Merkel is working with the EU’s other main power, France, to come up with a solution to the biggest migrant crisis to hit the region since World War II. The two partners have agreed on a proposal, to be unveiled Wednesday, to distribute 120,000 asylum seekers among EU nations based on each country’s size and economic strength.

But agreement among all 28 EU members appears elusive, with several Central and Eastern European states saying categorically that they do not want to accept any refugees. Hungarian Prime Minister Viktor Orban, whose heavy-handed treatment of asylum seekers has drawn international criticism, dismissed the quota plan Monday, saying that residents’ right to free movement within the EU would make country-specific numbers unenforceable.

Hundreds of refugees and migrants continued to push their way north from the Balkans into Hungary en route to their preferred destinations of Germany and Sweden.
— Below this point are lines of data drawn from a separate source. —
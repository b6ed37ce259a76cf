//! Loading the UI implementation of a widget.

use crate::error::ElementError;
use crate::render::RenderCapability;
use futures_util::FutureExt;
use futures_util::future::LocalBoxFuture;
use fxhash::FxHashMap;
use hatch_loader::{FeatureDescriptor, FeatureLoader};
use std::cell::RefCell;
use std::fmt;
use std::future::Future;
use std::rc::Rc;
use std::time::Duration;

/// Produces the render capability of a widget. Dropping the returned future aborts the load.
pub trait ModuleLoader {
    type Render: RenderCapability;

    fn load(&self) -> LocalBoxFuture<'static, Result<Rc<Self::Render>, ElementError>>;
}

impl<F, Fut, R> ModuleLoader for F
where
    F: Fn() -> Fut,
    Fut: Future<Output = Result<Rc<R>, ElementError>> + 'static,
    R: RenderCapability,
{
    type Render = R;

    fn load(&self) -> LocalBoxFuture<'static, Result<Rc<R>, ElementError>> {
        self().boxed_local()
    }
}

/// Render capabilities published by loaded widget bundles, keyed by tag.
pub struct RenderExports<R> {
    inner: Rc<RefCell<FxHashMap<String, Rc<R>>>>,
}

impl<R> RenderExports<R> {
    #[must_use]
    pub fn new() -> Self {
        Self::default()
    }

    /// Called by a bundle once it has executed.
    pub fn publish(&self, tag: impl Into<String>, render: Rc<R>) {
        self.inner.borrow_mut().insert(tag.into(), render);
    }

    #[must_use]
    pub fn get(&self, tag: &str) -> Option<Rc<R>> {
        self.inner.borrow().get(tag).cloned()
    }

    #[must_use]
    pub fn contains(&self, tag: &str) -> bool {
        self.inner.borrow().contains_key(tag)
    }
}

impl<R> Default for RenderExports<R> {
    fn default() -> Self {
        Self { inner: Rc::new(RefCell::new(FxHashMap::default())) }
    }
}

impl<R> Clone for RenderExports<R> {
    fn clone(&self) -> Self {
        Self { inner: Rc::clone(&self.inner) }
    }
}

impl<R> fmt::Debug for RenderExports<R> {
    fn fmt(&self, f: &mut fmt::Formatter<'_>) -> fmt::Result {
        let mut tags: Vec<String> = self.inner.borrow().keys().cloned().collect();
        tags.sort();
        f.debug_struct("RenderExports").field("tags", &tags).finish()
    }
}

/// Loads a widget bundle through the [`FeatureLoader`] and picks its render capability out of
/// [`RenderExports`].
///
/// Once the bundle has published, later loads resolve without touching the document.
pub struct ScriptModule<R> {
    loader: FeatureLoader,
    feature: FeatureDescriptor<Rc<R>>,
}

impl<R: 'static> ScriptModule<R> {
    pub fn new(
        loader: FeatureLoader,
        exports: RenderExports<R>,
        tag: impl Into<String>,
        src: impl Into<String>,
        max_timeout: Duration,
    ) -> Self {
        let tag = tag.into();
        let feature = FeatureDescriptor::builder(format!("widget:{tag}"))
            .check(move || exports.get(&tag))
            .script(src)
            .max_timeout(max_timeout)
            .build();
        Self { loader, feature }
    }

    #[must_use]
    pub fn src(&self) -> Option<&str> {
        self.feature.script_src()
    }
}

impl<R> Clone for ScriptModule<R> {
    fn clone(&self) -> Self {
        Self { loader: self.loader.clone(), feature: self.feature.clone() }
    }
}

impl<R> fmt::Debug for ScriptModule<R> {
    fn fmt(&self, f: &mut fmt::Formatter<'_>) -> fmt::Result {
        f.debug_struct("ScriptModule").field("feature", &self.feature).finish_non_exhaustive()
    }
}

impl<R: RenderCapability + 'static> ModuleLoader for ScriptModule<R> {
    type Render = R;

    fn load(&self) -> LocalBoxFuture<'static, Result<Rc<R>, ElementError>> {
        let loader = self.loader.clone();
        let feature = self.feature.clone();
        async move { loader.ensure(&feature).await.map_err(ElementError::from) }.boxed_local()
    }
}
use futures_util::future::LocalBoxFuture;
use std::rc::Rc;
use std::time::Duration;

/// One-shot timers. Dropping the returned future cancels the timer.
pub trait Timer {
    fn sleep(&self, duration: Duration) -> LocalBoxFuture<'static, ()>;
}

impl<T: Timer + ?Sized> Timer for Rc<T> {
    fn sleep(&self, duration: Duration) -> LocalBoxFuture<'static, ()> {
        (**self).sleep(duration)
    }
}

/// Timer backed by the tokio clock (`tokio::time::pause` applies).
#[cfg(not(target_arch = "wasm32"))]
#[derive(Debug, Clone, Copy, Default)]
pub struct TokioTimer;

#[cfg(not(target_arch = "wasm32"))]
impl Timer for TokioTimer {
    fn sleep(&self, duration: Duration) -> LocalBoxFuture<'static, ()> {
        use futures_util::FutureExt;

        tokio::time::sleep(duration).boxed_local()
    }
}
They broke out of a receiving center on the Hungary-Serbia border, then began walking north along one of Hungary’s main highways, the Associated Press reported.

More asylum seekers, many from Syria and Iraq, also continued to land in Europe on one of Greece’s eastern islands. More than 230,000 have come ashore to date, including 61 rescued Monday off the coast of the hard-hit island of Lesbos. Among those plucked from the waters were a baby and more than a dozen other children.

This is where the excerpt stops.